Ectopic activation of the Wg pathway in Chibby mutant flies. RNAi of chibby in Drosophila embryos results in expansion of the engrailed stripe in stage-11 embryos. A wild-type embryo is shown on the left, a chibby mutant is shown on the right.

Identifying components of the canonical Wnt signalling pathway has been at the forefront of developmental biology research since a link was made between Wnt, the mammalian homologue of Drosophila melanogaster Wingless (Wg), and the development of colon cancer. Although new members of the pathway have been cloned on a regular basis, most of these proteins have been agonists of signal transduction. In a recent issue of Nature, however, Randall Moon and colleagues describe the cloning of Chibby, a novel antagonist of the Wnt pathway that seems to function in the nucleus (Takemaru et al. Nature, 422, 905–909 2003).

Work from numerous labs has established the intricacies of the classical Wnt–Wg signalling pathway, in which the oncoprotein β-catenin/Armadillo(Arm) functions with the transcription factors TCF/Lef-1 to positively transduce the signal to the nucleus. Inappropriate activation of the Wnt pathway results in increased gene expression of targets such as the cell cycle regulator CyclinD1, which are thought to be involved in the development of human colon cancer.

Takemura et al. identify Chibby as a novel mammalian protein that can interact with the carboxy-terminal transcription activation domain of β-catenin. Chibby (which means small in Japanese) is a novel protein with a nuclear localisation signal (NLS) and coiled-coil regions that seem to be conserved in flies. Consistent with the identification of a NLS, Chibby localization is primarily nuclear. Using the TCF/Lef-1 TOPFLASH reporter gene assay, the authors showed that overexpression of Chibby prevents cyclinD1 expression, whereas loss of Chibby function through morpholino experiments results in increased TOPFLASH activity. Therefore, it seems that Chibby could regulate the activation of β-catenin gene targets. Immunoprecipitation experiments indicate that Chibby can decrease binding between β-catenin and TCF/Lef-1. Therefore, it is probable that Chibby antagonizes the signal transduction pathway by preventing the interaction of β-catenin and TCF/Lef-1.

As a result of sequence similarity between mammalian Chibby and the Drosophila homologue, the authors were keen to determine whether the action of Chibby was conserved between mammalian cell lines and the fruitfly. Drosophila embryos that lack Chibby as a result of inhibitory RNA approaches have segment polarity phenotypes similar to those resulting from wingless overexpression in the embryo. These embryos also have increased expression of wingless-responsive genes in both the epithelium and the midgut. Genetic epistasis experiments in the midugt clearly indicate that Chibby functions upstream of Arm, demonstrating that not only is the sequence of Chibby conserved, but so is the function.

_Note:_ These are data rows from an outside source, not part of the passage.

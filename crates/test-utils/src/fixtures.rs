// Copyright (c) 2025 woxQAQ
//
// Licensed under the MIT License or Apache License 2.0
// See LICENSE files for details

//! Sample tables
//!
//! `Users(id, name, email, age, dept, createdAt)`,
//! `Posts(id, authorId, title, views)` and `Admins(id, name, email)`.
//! Column sets are informative only; translation never consults a schema.

use crate::queryable::Queryable;

pub fn users() -> Queryable {
    Queryable::table("Users")
}

pub fn posts() -> Queryable {
    Queryable::table("Posts")
}

pub fn admins() -> Queryable {
    Queryable::table("Admins")
}
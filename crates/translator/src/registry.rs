// Copyright (c) 2025 woxQAQ
//
// Licensed under the MIT License or Apache License 2.0
// See LICENSE files for details

//! # Operator registry
//!
//! Maps each method name to a typed handler plus the argument counts it
//! accepts. The count is validated before the handler runs, so handlers may
//! index their arguments within that range.

use std::collections::HashMap;
use std::fmt;
use std::ops::RangeInclusive;
use std::sync::{Arc, LazyLock};

use linq_sql_expr::MethodCallExpr;
use linq_sql_ir::SqlExpression;

use crate::context::TranslationContext;
use crate::error::{TranslationError, TranslationResult};
use crate::operators::{aggregate, group, join, predicate, query, scalar, set};
use crate::visitor::QueryVisitor;

/// Lowering rule of one operator
pub type OperatorHandler = fn(
    &mut QueryVisitor<'_>,
    &MethodCallExpr,
    &Arc<TranslationContext>,
) -> TranslationResult<SqlExpression>;

/// A registered operator
#[derive(Clone)]
pub struct OperatorSpec {
    pub arity: RangeInclusive<usize>,
    pub handler: OperatorHandler,
}

impl OperatorSpec {
    /// Validate the argument count of `call`
    pub fn check_arity(&self, call: &MethodCallExpr) -> TranslationResult<()> {
        if self.arity.contains(&call.args.len()) {
            return Ok(());
        }
        let (min, max) = (*self.arity.start(), *self.arity.end());
        let expected = if min == max {
            min.to_string()
        } else {
            format!("{} to {}", min, max)
        };
        Err(TranslationError::ArgumentCount {
            method: call.method.clone(),
            expected,
            found: call.args.len(),
        })
    }
}

impl fmt::Debug for OperatorSpec {
    fn fmt(&self, f: &mut fmt::Formatter<'_>) -> fmt::Result {
        f.debug_struct("OperatorSpec")
            .field("arity", &self.arity)
            .finish_non_exhaustive()
    }
}

/// Operator registry
#[derive(Debug, Clone, Default)]
pub struct OperatorRegistry {
    operators: HashMap<String, OperatorSpec>,
}

static STANDARD: LazyLock<Arc<OperatorRegistry>> =
    LazyLock::new(|| Arc::new(OperatorRegistry::standard()));

impl OperatorRegistry {
    /// Create an empty registry
    pub fn new() -> Self {
        Self::default()
    }

    /// The standard registry, built once per process
    pub fn shared() -> Arc<Self> {
        Arc::clone(&STANDARD)
    }

    /// Registry with every built-in operator
    pub fn standard() -> Self {
        let mut registry = Self::new();

        // Query shaping
        registry
            .register("where", 1..=1, query::translate_where)
            .register("select", 1..=1, query::translate_select)
            .register("orderBy", 1..=1, query::translate_order_by)
            .register("orderByDescending", 1..=1, query::translate_order_by)
            .register("thenBy", 1..=1, query::translate_order_by)
            .register("thenByDescending", 1..=1, query::translate_order_by)
            .register("skip", 1..=1, query::translate_paging)
            .register("take", 1..=1, query::translate_paging)
            .register("first", 0..=1, query::translate_first)
            .register("firstOrDefault", 0..=1, query::translate_first);

        // Joins and grouping
        registry
            .register("join", 3..=4, join::translate_join)
            .register("leftJoin", 3..=4, join::translate_join)
            .register("groupBy", 1..=2, group::translate_group_by);

        // Aggregates
        registry
            .register("count", 0..=1, aggregate::translate_aggregate)
            .register("sum", 0..=1, aggregate::translate_aggregate)
            .register("avg", 0..=1, aggregate::translate_aggregate)
            .register("min", 0..=1, aggregate::translate_aggregate)
            .register("max", 0..=1, aggregate::translate_aggregate);

        // Set operations
        registry
            .register("union", 1..=1, set::translate_set_operation)
            .register("concat", 1..=1, set::translate_set_operation);

        // Predicates
        registry
            .register("exists", 0..=1, predicate::translate_exists)
            .register("any", 0..=1, predicate::translate_exists)
            .register("includes", 1..=1, predicate::translate_includes)
            .register("ternary", 3..=3, predicate::translate_ternary);

        // Instance methods
        registry
            .register("toUpperCase", 0..=0, scalar::translate_string_function)
            .register("toLowerCase", 0..=0, scalar::translate_string_function)
            .register("trim", 0..=0, scalar::translate_string_function)
            .register("startsWith", 1..=1, scalar::translate_pattern)
            .register("endsWith", 1..=1, scalar::translate_pattern)
            .register("substring", 1..=2, scalar::translate_substring)
            .register("getFullYear", 0..=0, scalar::translate_date_part)
            .register("getMonth", 0..=0, scalar::translate_date_part)
            .register("getDate", 0..=0, scalar::translate_date_part)
            .register("getHours", 0..=0, scalar::translate_date_part)
            .register("getMinutes", 0..=0, scalar::translate_date_part)
            .register("getSeconds", 0..=0, scalar::translate_date_part);

        registry
    }

    /// Register (or replace) an operator
    pub fn register(
        &mut self,
        name: impl Into<String>,
        arity: RangeInclusive<usize>,
        handler: OperatorHandler,
    ) -> &mut Self {
        self.operators
            .insert(name.into(), OperatorSpec { arity, handler });
        self
    }

    pub fn get(&self, name: &str) -> Option<&OperatorSpec> {
        self.operators.get(name)
    }

    pub fn contains(&self, name: &str) -> bool {
        self.operators.contains_key(name)
    }

    /// Registered names, sorted
    pub fn names(&self) -> Vec<&str> {
        let mut names: Vec<&str> = self.operators.keys().map(String::as_str).collect();
        names.sort_unstable();
        names
    }
}

#[cfg(test)]
mod tests {
    use super::*;
    use linq_sql_expr::builder::lit;

    #[test]
    fn test_standard_registry() {
        let registry = OperatorRegistry::standard();
        for name in ["where", "select", "join", "groupBy", "count", "union", "includes"] {
            assert!(registry.contains(name), "missing {}", name);
        }
        assert!(!registry.contains("distinct"));
        assert!(Arc::ptr_eq(&OperatorRegistry::shared(), &OperatorRegistry::shared()));
    }

    #[test]
    fn test_arity_check() {
        let registry = OperatorRegistry::standard();
        let spec = registry.get("substring").unwrap();

        let call = MethodCallExpr {
            method: "substring".to_string(),
            source: None,
            args: vec![lit(1), lit(2), lit(3)],
        };
        assert_eq!(
            spec.check_arity(&call),
            Err(TranslationError::ArgumentCount {
                method: "substring".to_string(),
                expected: "1 to 2".to_string(),
                found: 3,
            })
        );
    }
}
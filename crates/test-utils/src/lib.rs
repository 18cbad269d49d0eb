// Copyright (c) 2025 woxQAQ
//
// Licensed under the MIT License or Apache License 2.0
// See LICENSE files for details

//! Testing utilities for LINQ-SQL
//!
//! This crate provides common testing components including:
//! - A fluent [`Queryable`] chain that builds operator calls from lambda text
//! - SQL tree assertions
//! - Sample tables

pub mod assertions;
pub mod fixtures;
pub mod queryable;

// Re-exports for convenience
pub use assertions::SqlAssertions;
pub use fixtures::{admins, posts, users};
pub use queryable::Queryable;
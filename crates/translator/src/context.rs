// Copyright (c) 2025 woxQAQ
//
// Licensed under the MIT License or Apache License 2.0
// See LICENSE files for details

//! # Translation context
//!
//! Maps each lambda parameter, by identity, to the SQL data source it stands
//! for. Contexts form a parent chain: entering a lambda extends the current
//! context with that lambda's parameters, so a correlated inner lambda still
//! resolves the outer row. A context never changes once built.
//!
//! ## Example
//!
//! ```text
//! users.select(u => ({ views: posts.where(p => p.authorId === u.id).sum(p => p.views) }))
//!
//! root
//!  └─ { u → Select(Users AS u) }                select body
//!      └─ { p → Select(Posts AS p) }            where predicate: u still visible
//! ```

use std::sync::Arc;

use indexmap::IndexMap;
use linq_sql_expr::ParameterExpr;
use linq_sql_ir::{SelectExpr, SqlExpression};

use crate::error::{TranslationError, TranslationResult};

/// Name of the single group key
pub const GROUP_KEY: &str = "key";

/// What a parameter is bound to
#[derive(Debug, Clone)]
pub enum Binding {
    /// A table, select or union row
    Source(SqlExpression),
    /// The group placeholder of a grouped select
    Group(Arc<GroupBinding>),
}

/// Group placeholder: member access resolves against the GROUP BY keys
#[derive(Debug, Clone, PartialEq)]
pub struct GroupBinding {
    keys: IndexMap<String, SqlExpression>,
    aggregates: IndexMap<String, SqlExpression>,
    row_source: SqlExpression,
}

impl GroupBinding {
    pub fn new(keys: IndexMap<String, SqlExpression>, row_source: SqlExpression) -> Self {
        Self {
            keys,
            aggregates: IndexMap::new(),
            row_source,
        }
    }

    /// Rebuild the placeholder of an already grouped select over `row_source`
    ///
    /// Keys take the alias of the projection that carries them; other
    /// projections stay reachable by alias.
    pub fn from_select(select: &SelectExpr, row_source: SqlExpression) -> Self {
        let single = select.group_by.len() == 1;
        let mut keys = IndexMap::new();
        for (i, term) in select.group_by.iter().enumerate() {
            let name = select
                .projection()
                .iter()
                .find(|p| p.expr() == term)
                .map(|p| p.alias().to_string())
                .unwrap_or_else(|| {
                    if single {
                        GROUP_KEY.to_string()
                    } else {
                        format!("{}{}", GROUP_KEY, i)
                    }
                });
            keys.insert(name, term.clone());
        }

        let aggregates = select
            .projection()
            .iter()
            .filter(|p| !select.group_by.contains(p.expr()))
            .map(|p| (p.alias().to_string(), p.expr().clone()))
            .collect();

        Self {
            keys,
            aggregates,
            row_source,
        }
    }

    pub fn keys(&self) -> &IndexMap<String, SqlExpression> {
        &self.keys
    }

    /// The key expression when the group has exactly one key
    pub fn single_key(&self) -> Option<&SqlExpression> {
        match self.keys.len() {
            1 => self.keys.values().next(),
            _ => None,
        }
    }

    pub fn key(&self, name: &str) -> Option<&SqlExpression> {
        self.keys.get(name)
    }

    /// Projected aggregate of the grouped select, by alias
    pub fn aggregate(&self, name: &str) -> Option<&SqlExpression> {
        self.aggregates.get(name)
    }

    /// Source that per-row lambdas inside the group resolve against
    pub fn row_source(&self) -> &SqlExpression {
        &self.row_source
    }
}

/// Parameter → source bindings with a parent chain
#[derive(Debug, Default)]
pub struct TranslationContext {
    frame: Vec<(ParameterExpr, Binding)>,
    parent: Option<Arc<TranslationContext>>,
    depth: usize,
}

impl TranslationContext {
    pub fn root() -> Arc<Self> {
        Arc::new(Self::default())
    }

    /// Child context with `bindings` on top of every binding of `self`
    pub fn extend(self: &Arc<Self>, bindings: Vec<(ParameterExpr, Binding)>) -> Arc<Self> {
        Arc::new(Self {
            frame: bindings,
            parent: Some(Arc::clone(self)),
            depth: self.depth + 1,
        })
    }

    pub fn resolve(&self, parameter: &ParameterExpr) -> Option<&Binding> {
        self.frame
            .iter()
            .rev()
            .find(|(p, _)| p.same_as(parameter))
            .map(|(_, b)| b)
            .or_else(|| self.parent.as_ref()?.resolve(parameter))
    }

    pub fn resolve_strict(&self, parameter: &ParameterExpr) -> TranslationResult<&Binding> {
        self.resolve(parameter)
            .ok_or_else(|| TranslationError::UnboundParameter {
                name: parameter.name().to_string(),
                bound: self.bound_names(),
            })
    }

    /// Names of every bound parameter, innermost first
    pub fn bound_names(&self) -> Vec<String> {
        let mut names: Vec<String> = self
            .frame
            .iter()
            .rev()
            .map(|(p, _)| p.name().to_string())
            .collect();
        if let Some(parent) = &self.parent {
            names.extend(parent.bound_names());
        }
        names
    }

    /// Number of lambda scopes entered since the root
    pub fn depth(&self) -> usize {
        self.depth
    }

    /// Whether translation runs inside some lambda body
    pub fn is_nested(&self) -> bool {
        self.depth > 0
    }
}

#[cfg(test)]
mod tests {
    use super::*;
    use linq_sql_ir::TableExpr;

    fn table(name: &str, alias: &str) -> SqlExpression {
        SqlExpression::Table(TableExpr::new(name, alias).unwrap())
    }

    #[test]
    fn test_resolve_by_identity() {
        let u = ParameterExpr::new("u");
        let other_u = ParameterExpr::new("u");
        let root = TranslationContext::root();
        let ctx = root.extend(vec![(u.clone(), Binding::Source(table("Users", "u")))]);

        assert!(ctx.resolve(&u).is_some());
        assert!(ctx.resolve(&other_u).is_none());
        assert!(matches!(
            ctx.resolve_strict(&other_u),
            Err(TranslationError::UnboundParameter { bound, .. }) if bound == vec!["u"]
        ));
    }

    #[test]
    fn test_extend_keeps_parent_untouched() {
        let u = ParameterExpr::new("u");
        let p = ParameterExpr::new("p");
        let outer = TranslationContext::root()
            .extend(vec![(u.clone(), Binding::Source(table("Users", "u")))]);
        let inner = outer.extend(vec![(p.clone(), Binding::Source(table("Posts", "p")))]);

        assert!(inner.resolve(&u).is_some());
        assert!(inner.resolve(&p).is_some());
        assert!(outer.resolve(&p).is_none());
        assert_eq!(inner.bound_names(), vec!["p", "u"]);
        assert_eq!(inner.depth(), 2);
        assert!(!TranslationContext::root().is_nested());
    }

    #[test]
    fn test_group_from_select_names_keys_by_projection() {
        use linq_sql_ir::{ColumnExpr, Projection};

        let users = TableExpr::new("Users", "u").unwrap();
        let dept = SqlExpression::Column(ColumnExpr::new("dept", users.clone()).unwrap());
        let count = SqlExpression::function("COUNT", vec![SqlExpression::constant(1)]);
        let mut select = SelectExpr::new(
            "u",
            vec![
                Projection::new(dept.clone(), "department").unwrap(),
                Projection::new(count.clone(), "total").unwrap(),
            ],
            SqlExpression::Table(users),
        )
        .unwrap();
        select.group_by.push(dept.clone());

        let group = GroupBinding::from_select(&select, select.from().clone());
        assert_eq!(group.key("department"), Some(&dept));
        assert_eq!(group.single_key(), Some(&dept));
        assert_eq!(group.aggregate("total"), Some(&count));
        assert!(group.aggregate("department").is_none());
        assert_eq!(group.row_source(), select.from());
    }
}
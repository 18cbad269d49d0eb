// Copyright (c) 2025 woxQAQ
//
// Licensed under the MIT License or Apache License 2.0
// See LICENSE files for details

//! # LINQ-SQL - Lowering Layer
//!
//! This crate converts predicate/selector lambda source text into the
//! host-neutral expression tree.
//!
//! ## Overview
//!
//! The lowering layer is responsible for:
//! - Parsing lambda text with the tree-sitter JavaScript grammar
//! - Folding the syntax tree into [`linq_sql_expr::Expression`] nodes
//! - Resolving identifiers against nested lambda scopes and an external scope
//!
//! ## Lowering Process
//!
//! ```text
//! lambda text → Tree-sitter CST → Lowering → LambdaExpr → Translation → SQL tree
//! ```
//!
//! ## Identifier Resolution
//!
//! An identifier resolves against the innermost lambda's parameters first,
//! then each enclosing lambda outward, then the external scope. A lambda
//! nested in a method call argument sees every name its parent sees.
//!
//! ## Usage
//!
//! ```rust
//! use linq_sql_lowering::lower_lambda;
//!
//! let lambda = lower_lambda("u => u.age > 30", &[], None).unwrap();
//! assert_eq!(lambda.params[0].name(), "u");
//! assert_eq!(lambda.body.to_string(), "(u.age > 30)");
//! ```

pub mod context;
pub mod error;
pub mod lower;
pub mod parser;

pub use context::{DEFAULT_MAX_DEPTH, LoweringContext, ParameterScope};
pub use error::{LoweringError, LoweringResult};

use indexmap::IndexMap;
use linq_sql_expr::{Expression, LambdaExpr};

use crate::parser::SourceTree;

/// Lower lambda source text into a [`LambdaExpr`]
///
/// # Arguments
///
/// - `source`: arrow function or `function` expression text
/// - `scopes`: parameter scopes of the enclosing lambdas, outermost first
/// - `external`: names exposed to the lambda from outside any parameter list
///
/// # Errors
///
/// - `Parse` / `UnsupportedSyntax` / `MissingChild` / `InvalidLiteral` for
///   text outside the supported subset
/// - `UnresolvedIdentifier` for a name bound nowhere
pub fn lower_lambda(
    source: &str,
    scopes: &[ParameterScope],
    external: Option<&IndexMap<String, Expression>>,
) -> LoweringResult<LambdaExpr> {
    let tree = SourceTree::parse(source)?;
    let function = tree.function()?;
    let mut ctx = LoweringContext::new(tree.text(), scopes.to_vec(), external);
    lower::lower_function(&mut ctx, function)
}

Yet again the research on Wnt–Wg signalling must be re-assessed, now that another component of the transduction pathway has been identified. Chibby seems to be a nuclear protein with a proposed role in antagnoizing the pathway through inhibition of the β-catenin/Arm–TCF/Lef-1 transcription complex. How this new antagonist interacts with the other known transcriptional antagonists of Wg signalling, such as Groucho, is not yet clear. In addition, the possible relevance of this protein to the development of human cancer has yet to be established, although preliminary data show a reduction of Chibby in uterine and thyroid cancers. What is clear is that even although Chibby mutants themselves might be small, the advance on the Wnt research field could turn out to be large.